Er mietete einen einfachen Transporter, ließ seine maßgeschneiderten Anzüge zurück und fuhr stundenlang. Die Stadt verschwand langsam hinter ihm. Der Beton wich weiten Feldern. Die Sirenen verstummten. Die Luft fühlte sich anders an, irgendwie älter. Während der langen Fahrt probte Lukas tausend Entschuldigungen in seinem Kopf. Sorgfältig formulierte Sätze, um den Rest seines Stolzes zu bewahren. Doch es gab eine Sache, die er nicht proben konnte.

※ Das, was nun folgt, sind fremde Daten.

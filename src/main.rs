use clap::{Parser, Subcommand};
use std::path::PathBuf;
use tracing::debug;
use tracing_subscriber::EnvFilter;

use mem_persist::output;
use mem_persist::{ApiError, Config, SaveOptions, SessionError, run_diagnostics, save};

#[derive(Parser)]
#[command(
    name = "mem-persist",
    version,
    about = "Save Claude Code conversation threads to Nowledge Mem"
)]
struct Cli {
    #[command(subcommand)]
    command: Commands,
}

#[derive(Subcommand)]
enum Commands {
    /// Save current session to Nowledge Mem
    #[command(name = "save")]
    Save {
        /// Custom thread title (auto-generated if not provided)
        #[arg(short = 't', long)]
        title: Option<String>,
        /// Project directory path (default: PROJECT_PATH or current directory)
        #[arg(short = 'p', long, value_parser = existing_dir)]
        project_path: Option<PathBuf>,
        /// Enable debug mode (show full error details)
        #[arg(long)]
        debug: bool,
    },

    /// Run diagnostic checks
    #[command(name = "diagnose")]
    Diagnose {
        /// Project directory path (default: PROJECT_PATH or current directory)
        #[arg(short = 'p', long, value_parser = existing_dir)]
        project_path: Option<PathBuf>,
    },
}

fn existing_dir(value: &str) -> Result<PathBuf, String> {
    let path = PathBuf::from(value);
    if path.is_dir() {
        Ok(path)
    } else {
        Err(format!("directory '{value}' does not exist"))
    }
}

fn init_tracing(debug: bool) {
    let default_filter = if debug {
        "mem_persist=debug"
    } else {
        "mem_persist=warn"
    };
    tracing_subscriber::fmt()
        .with_env_filter(
            EnvFilter::try_from_default_env().unwrap_or_else(|_| EnvFilter::new(default_filter)),
        )
        .with_writer(std::io::stderr)
        .without_time()
        .init();
}

fn main() {
    let cli = Cli::parse();
    let code = match cli.command {
        Commands::Save {
            title,
            project_path,
            debug,
        } => {
            init_tracing(debug);
            run_save(title, project_path, debug)
        }
        Commands::Diagnose { project_path } => {
            init_tracing(false);
            run_diagnose(project_path)
        }
    };
    std::process::exit(code);
}

fn run_save(title: Option<String>, project_path: Option<PathBuf>, debug: bool) -> i32 {
    let result = Config::load(project_path, None)
        .and_then(|config| save(&config, &SaveOptions { title }));
    match result {
        Ok(outcome) => {
            debug!(
                session = %outcome.session_file.display(),
                messages = outcome.messages_sent,
                thread_id = %outcome.thread.thread_id,
                "save finished"
            );
            0
        }
        Err(err) => {
            report_error(&err, debug);
            1
        }
    }
}

fn run_diagnose(project_path: Option<PathBuf>) -> i32 {
    match Config::load(project_path, None) {
        Ok(config) => {
            if run_diagnostics(&config) {
                0
            } else {
                1
            }
        }
        Err(err) => {
            report_error(&err, false);
            1
        }
    }
}

/// Print a one-line message for the failure category; `debug` adds the full chain.
fn report_error(err: &anyhow::Error, debug: bool) {
    if let Some(session_err) = err.downcast_ref::<SessionError>() {
        eprintln!("\n{}\n", output::error_line("Error", &session_err.to_string()));
    } else if let Some(api_err) = err.downcast_ref::<ApiError>() {
        eprintln!("\n{}\n", output::error_line("API Error", &api_err.to_string()));
    } else {
        eprintln!(
            "\n{}\n",
            output::error_line("Unexpected error", &format!("{err:#}"))
        );
        if debug {
            eprintln!("{err:?}");
        }
    }
}
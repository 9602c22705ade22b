//! Thread payload: packaging parsed messages for the Mem `/threads` API.

use serde::Serialize;
use std::path::Path;
use time::format_description::well_known::Rfc3339;
use time::{OffsetDateTime, UtcOffset};

use crate::session::{Message, Role, resolve_project_path, truncate};

/// Where the conversation came from
pub const SOURCE: &str = "claude-code";

/// Tag recorded in metadata so the server knows which client persisted it
pub const PERSIST_METHOD: &str = "mem_persist_cli";

/// Longest auto-generated title, in characters (before the "..." suffix)
pub const TITLE_MAX_CHARS: usize = 80;

const PARTICIPANTS: [&str; 2] = ["user", "claude"];

/// Request body for `POST /threads`
#[derive(Debug, Clone, Serialize)]
pub struct ThreadPayload {
    pub thread_id: String,
    pub title: String,
    pub messages: Vec<Message>,
    pub participants: Vec<String>,
    pub source: String,
    pub project: String,
    pub workspace: String,
    pub import_date: String,
    pub metadata: ThreadMetadata,
}

#[derive(Debug, Clone, Serialize)]
pub struct ThreadMetadata {
    pub session_file: String,
    pub total_lines_in_file: usize,
    pub messages_extracted: usize,
    pub persist_method: String,
}

/// Inputs for building a thread payload
#[derive(Debug)]
pub struct ThreadRequest<'a> {
    pub messages: Vec<Message>,
    pub project_path: &'a Path,
    pub session_file: &'a Path,
    /// Used verbatim when non-empty
    pub custom_title: Option<&'a str>,
    pub total_lines: usize,
}

/// Current local time, or UTC when the local offset cannot be determined
pub fn local_now() -> OffsetDateTime {
    OffsetDateTime::now_local().unwrap_or_else(|_| OffsetDateTime::now_utc())
}

fn compact_stamp(now: OffsetDateTime) -> String {
    format!(
        "{:04}{:02}{:02}_{:02}{:02}{:02}",
        now.year(),
        u8::from(now.month()),
        now.day(),
        now.hour(),
        now.minute(),
        now.second()
    )
}

fn display_stamp(now: OffsetDateTime) -> String {
    format!(
        "{:04}-{:02}-{:02} {:02}:{:02}",
        now.year(),
        u8::from(now.month()),
        now.day(),
        now.hour(),
        now.minute()
    )
}

/// Pick a thread title: custom, else the first user message, else a dated default
pub fn thread_title(custom_title: Option<&str>, messages: &[Message], now: OffsetDateTime) -> String {
    if let Some(title) = custom_title.filter(|t| !t.is_empty()) {
        return title.to_string();
    }
    match messages.iter().find(|m| m.role == Role::User) {
        Some(first_user) => truncate(&first_user.content, TITLE_MAX_CHARS),
        None => format!("Claude Code Session - {}", display_stamp(now)),
    }
}

/// Name of the project directory, after resolving the path
pub fn project_name(project_path: &Path) -> String {
    resolve_project_path(project_path)
        .file_name()
        .map(|name| name.to_string_lossy().into_owned())
        .unwrap_or_default()
}

/// Build the thread payload using the current local time
pub fn build_thread_request(request: ThreadRequest<'_>) -> ThreadPayload {
    build_thread_request_at(request, local_now())
}

/// Build the thread payload as of `now` (local time)
pub fn build_thread_request_at(request: ThreadRequest<'_>, now: OffsetDateTime) -> ThreadPayload {
    let workspace = resolve_project_path(request.project_path);
    let project = project_name(&workspace);

    let utc_now = now.to_offset(UtcOffset::UTC);
    let import_date = utc_now
        .format(&Rfc3339)
        .unwrap_or_else(|_| utc_now.unix_timestamp().to_string());

    let session_file = request
        .session_file
        .file_name()
        .map(|name| name.to_string_lossy().into_owned())
        .unwrap_or_default();

    ThreadPayload {
        thread_id: format!("{project}_{}", compact_stamp(now)),
        title: thread_title(request.custom_title, &request.messages, now),
        participants: PARTICIPANTS.iter().map(|p| p.to_string()).collect(),
        source: SOURCE.to_string(),
        project,
        workspace: workspace.to_string_lossy().into_owned(),
        import_date,
        metadata: ThreadMetadata {
            session_file,
            total_lines_in_file: request.total_lines,
            messages_extracted: request.messages.len(),
            persist_method: PERSIST_METHOD.to_string(),
        },
        messages: request.messages,
    }
}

Das seltsame Gefühl, dass am Ende der Straße etwas auf ihn wartete. Etwas, das ihn zerstören könnte. Als das GPS schließlich seine Ankunft verkündete, trat Lukas voll in die Eisen. Er blieb regungslos hinter dem Steuer sitzen. Denn das, was vor ihm lag… war kein Haus. Es sah eher aus wie eine Wunde. Die kleine Holzkonstruktion neigte sich leicht zur Seite. Die Farbe war vor Jahren abgeblättert. Teile des Daches hingen durch. Die Stufen der Veranda waren rissig und uneben. Die Art von Ort, die Lukas Weissmanns Reichtum sein ganzes Leben lang ignoriert hatte. Und doch… das war die Richtung. Er stieg aus dem Wagen und hielt einen kleinen Strauß Wildblumen in der Hand, den er an einem Verkaufsstand am Straßenrand gekauft hatte. Sofort fühlte er sich lächerlich. Blumen? Nach neun Jahren? Ein Windstoß riss ein Blütenblatt ab und fegte es über den staubigen Hof. Lukas schluckte schwer und klopfte an die Tür. „Emilia?“, rief er. Ihre Stimme klang ungewohnt, fast zerbrechlich. Die Tür öffnete sich langsam mit einem Quietschen. Und da war sie. Emilia… und doch nicht die Emilia, an die er sich erinnerte. Ihr einst goldenes Haar war jetzt mit Grau durchsetzt und zu einem einfachen Knoten nach hinten gebunden. Ihre Hände sahen rau aus, gezeichnet von jahrelanger harter Arbeit. Doch was ihn am meisten schockierte, waren ihre Augen. Es war noch immer das gleiche sanfte Blau. Aber die Wärme war verschwunden. Stattdessen lag darin eine Ruhe, die sich kälter anfühlte als Zorn. „Was machst du hier, Lukas?“, fragte sie, ohne die Tür ganz zu öffnen. Er spürte, wie ihm die Worte im Hals stecken blieben. Neun Jahre voller Ausreden… und plötzlich spielte keine davon mehr eine Rolle.